In September, I was diagnosed with diffuse large b-cell lymphoma, the same cancer that had killed Lauren. My treatments began immediately.
Fighting cancer involves the poisoning of the body to destroy the cancer, while managing the extreme side-effects in a simultaneous battle to keep the body alive. Over the winter, I began chemotherapy combined with immunotherapy. I met with my darkest fears about dying. I accepted it might happen, but chose instead to focus on my babies. By the time farmers were gearing up to spray their orchards, I was completing my radiation treatments, and feeling a renewed commitment to farming.

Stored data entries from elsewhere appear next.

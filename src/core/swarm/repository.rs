//! The swarm table: a two-level-locked map from info-hash to swarm entry.
//!
//! The outer reader/writer lock protects the table structure; each entry
//! carries its own mutex for hot-path mutation. Workers hold the table lock
//! only long enough to clone the entry handle, then operate on the entry
//! behind its own lock. The entry mutex is never blocking-acquired while the
//! table write lock is held, which rules out lock-order inversions.
use std::collections::BTreeMap;
use std::ops::Bound::{Excluded, Unbounded};
use std::sync::{Arc, Mutex, RwLock, RwLockReadGuard, RwLockWriteGuard};

use super::entry;
use crate::core::info_hash::InfoHash;
use crate::shared::clock::DurationSinceUnixEpoch;

/// What one reaper pass did. See [`Repository::purge_batch`].
#[derive(Debug, Default, Clone, Copy, PartialEq, Eq)]
pub struct PurgeReport {
    /// Number of swarms visited.
    pub visited: usize,
    /// Number of stale peers evicted.
    pub evicted_peers: usize,
    /// Number of swarms removed because they ended up empty.
    pub removed_swarms: usize,
}

/// The in-memory swarm table.
///
/// Swarms are created lazily on the first announce for their info-hash and
/// destroyed by the reaper once they are empty.
#[derive(Default)]
pub struct Repository {
    swarms: RwLock<BTreeMap<InfoHash, entry::Shared>>,
    /// Last key visited by [`Self::purge_batch`]. `None` restarts from the
    /// beginning of the table. Kept as a key, not an iterator, so it
    /// survives concurrent insertions and removals.
    purge_cursor: Mutex<Option<InfoHash>>,
}

impl Repository {
    fn read(&self) -> RwLockReadGuard<'_, BTreeMap<InfoHash, entry::Shared>> {
        self.swarms.read().expect("it should get a read lock on the swarm table")
    }

    fn write(&self) -> RwLockWriteGuard<'_, BTreeMap<InfoHash, entry::Shared>> {
        self.swarms.write().expect("it should get a write lock on the swarm table")
    }

    /// Returns the swarm for `info_hash`, if any. Takes the read lock only.
    #[must_use]
    pub fn get(&self, info_hash: &InfoHash) -> Option<entry::Shared> {
        self.read().get(info_hash).cloned()
    }

    /// Returns the swarm for `info_hash`, creating an empty one if missing.
    ///
    /// The common case is a hit under the read lock; only a miss promotes to
    /// the write lock.
    #[must_use]
    pub fn get_or_create(&self, info_hash: &InfoHash) -> entry::Shared {
        if let Some(existing) = self.read().get(info_hash).cloned() {
            return existing;
        }

        self.write().entry(*info_hash).or_insert_with(Arc::default).clone()
    }

    /// Number of swarms currently in the table.
    #[must_use]
    pub fn len(&self) -> usize {
        self.read().len()
    }

    #[must_use]
    pub fn is_empty(&self) -> bool {
        self.read().is_empty()
    }

    /// Expires stale peers in up to `batch` swarms and drops the swarms that
    /// end up empty.
    ///
    /// The pass resumes where the previous one stopped, so a large table is
    /// purged incrementally with a bounded per-tick lock footprint. When the
    /// cursor falls off the end of the table it resets to the beginning for
    /// the next call.
    ///
    /// Peers whose last announce is older than `cutoff` are evicted.
    pub fn purge_batch(&self, cutoff: DurationSinceUnixEpoch, batch: usize) -> PurgeReport {
        let mut cursor = self.purge_cursor.lock().expect("it should get the purge cursor");
        let mut report = PurgeReport::default();

        // Snapshot the handles of the next `batch` swarms under the read
        // lock, then expire without holding any table lock.
        let slice: Vec<(InfoHash, entry::Shared)> = {
            let table = self.read();
            let range = match *cursor {
                Some(last) => table.range((Excluded(last), Unbounded)),
                None => table.range(..),
            };
            range.take(batch).map(|(hash, entry)| (*hash, entry.clone())).collect()
        };

        *cursor = if slice.len() < batch { None } else { slice.last().map(|(hash, _)| *hash) };

        let mut emptied: Vec<InfoHash> = Vec::new();

        for (hash, entry) in &slice {
            let mut entry = entry.lock().expect("it should lock the swarm entry");
            report.visited += 1;
            report.evicted_peers += entry.remove_inactive_peers(cutoff);
            if entry.peers_is_empty() {
                emptied.push(*hash);
            }
        }

        if !emptied.is_empty() {
            let mut table = self.write();
            for hash in emptied {
                // Re-check under the write lock: an announce may have raced
                // the expiry pass. `try_lock` keeps the table -> entry lock
                // order free of blocking; a contended entry is live anyway.
                let still_empty = table
                    .get(&hash)
                    .is_some_and(|entry| entry.try_lock().is_ok_and(|entry| entry.peers_is_empty()));
                if still_empty {
                    table.remove(&hash);
                    report.removed_swarms += 1;
                }
            }
        }

        report
    }
}

#[cfg(test)]
mod tests {
    use std::time::Duration;

    use super::Repository;
    use crate::core::announce_event::AnnounceEvent;
    use crate::core::info_hash::InfoHash;
    use crate::core::peer::fixture::PeerBuilder;
    use crate::shared::clock;

    fn info_hash(n: u8) -> InfoHash {
        InfoHash([n; 20])
    }

    fn repository_with_fresh_peers(swarms: u8) -> Repository {
        let repository = Repository::default();
        for n in 0..swarms {
            let entry = repository.get_or_create(&info_hash(n));
            entry
                .lock()
                .unwrap()
                .upsert_peer(&PeerBuilder::default().build(), AnnounceEvent::Started);
        }
        repository
    }

    #[test]
    fn it_should_create_a_swarm_lazily() {
        let repository = Repository::default();

        assert!(repository.get(&info_hash(1)).is_none());

        let created = repository.get_or_create(&info_hash(1));
        let found = repository.get(&info_hash(1)).unwrap();

        assert!(std::sync::Arc::ptr_eq(&created, &found));
        assert_eq!(repository.len(), 1);
    }

    #[test]
    fn purging_should_evict_stale_peers_and_drop_empty_swarms() {
        let repository = Repository::default();
        let stale = PeerBuilder::default()
            .last_updated_on(clock::now().saturating_sub(Duration::from_secs(7200)))
            .build();
        repository
            .get_or_create(&info_hash(1))
            .lock()
            .unwrap()
            .upsert_peer(&stale, AnnounceEvent::Started);

        let report = repository.purge_batch(clock::now_sub_secs(3600), 20);

        assert_eq!(report.visited, 1);
        assert_eq!(report.evicted_peers, 1);
        assert_eq!(report.removed_swarms, 1);
        assert!(repository.is_empty());
    }

    #[test]
    fn purging_should_keep_swarms_with_fresh_peers() {
        let repository = repository_with_fresh_peers(3);

        let report = repository.purge_batch(clock::now_sub_secs(3600), 20);

        assert_eq!(report.visited, 3);
        assert_eq!(report.evicted_peers, 0);
        assert_eq!(repository.len(), 3);
    }

    #[test]
    fn the_purge_cursor_should_advance_across_calls_and_wrap() {
        let repository = repository_with_fresh_peers(5);
        let cutoff = clock::now_sub_secs(3600);

        assert_eq!(repository.purge_batch(cutoff, 2).visited, 2);
        assert_eq!(repository.purge_batch(cutoff, 2).visited, 2);
        // Only one swarm left before the cursor falls off the end.
        assert_eq!(repository.purge_batch(cutoff, 2).visited, 1);
        // And the next pass starts over from the beginning.
        assert_eq!(repository.purge_batch(cutoff, 2).visited, 2);
    }

    #[test]
    fn the_purge_cursor_should_survive_swarm_removal() {
        let repository = repository_with_fresh_peers(4);
        let cutoff = clock::now_sub_secs(3600);

        assert_eq!(repository.purge_batch(cutoff, 2).visited, 2);

        // Drop a swarm the cursor has already passed.
        let stale = PeerBuilder::default()
            .last_updated_on(clock::now().saturating_sub(Duration::from_secs(7200)))
            .build();
        repository
            .get_or_create(&info_hash(0))
            .lock()
            .unwrap()
            .upsert_peer(&stale, AnnounceEvent::Stopped);

        assert_eq!(repository.purge_batch(cutoff, 2).visited, 2);
    }
}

In 2007, we established Healing Tree Farm in response to concerns over the use of chemicals on our food-supply. So began an adventure in farming using the principles of permaculture, a method of farming that mimics natural forest succession, in urban and country settings. Since then, we’ve helped build school gardens, began the first permaculture courses taught at NMC, and have held free workshops to educate and inspire people to question the system and make changes according to the lesson book nature has provided.
Today, divorce has uprooted the farm, but seeds have been planted in three different counties, and we will never stop helping others achieve their goals of growing food without chemicals. This year, Healing Tree hopes to locate land to plant an orchard. This orchard we hope will represent the future of growing methods, using innovative thinking, rather than relying on biocides to solve problems, and growing food that is truly healthful, not only to those who eat what the land provides, but for those who work the soil and live nearby.
It is our hope to heal the old orchards, to restore magic to a place I have loved for as long as I can remember. This is what is meant by our name Healing Tree. In teaching, we are healing, and in healing, we hope to inspire.
Principle Three: Obtain a Yield
What we yield from our garden (or in some cases learn to yield to), depends a lot on the first two principles.
This third principle of permaculture refers to the output of our design. It does not, however, focus solely on yield as it pertains to what comes out of the garden, but rather creating a ratio in which our inputs are matched or exceeded by our outputs.
You might put a good summer’s worth of effort into building healthy garden soil without the immediate satisfaction of a subsequent harvest that year. In the years that follow, these beds that require low to no additional input will produce in abundance at harvest time.
We’ve planned for future outputs to exceed our first season’s inputs.
Through observation, we can obtain a measure of current resources and consider how these outputs might be enhanced.
- For example Maintaining rabbits for food in hutches by the greenhouse to produce heat, fertilizer, etc. is great. However, if you have a small plot of land in need of improved fertility, rabbit tractors might give you better output by reducing the need to supply supplemental food for the rabbits, while at the same time improving fertility of the previously unusable garden space.
Within the garden guilds, pay close attention to how plants interact with one another and any beneficial relationships that might be formed for improved production. In nature, plants, fungi, and microbes form an intricate web that we try our best to replicate when applying the principles of permaculture to the garden space.
- For example Planting comfrey, a plant that mines for and accumulates nutrients, within areas that require higher inputs of macro- and micronutrients, rather than inputing these nutrients artificially.
Choose plant varieties best suited for growing conditions. Healthy, hardy plants will deter their own demise.
Repeat, revise Even after one improvement is applied to the system, observe again to see whether this change might be improved further. The system should remain flexible, and as it changes, so will considerations over resources. This is a strategy that may be applied to all aspects of our lives; and is one that will benefit, via even the slightest change.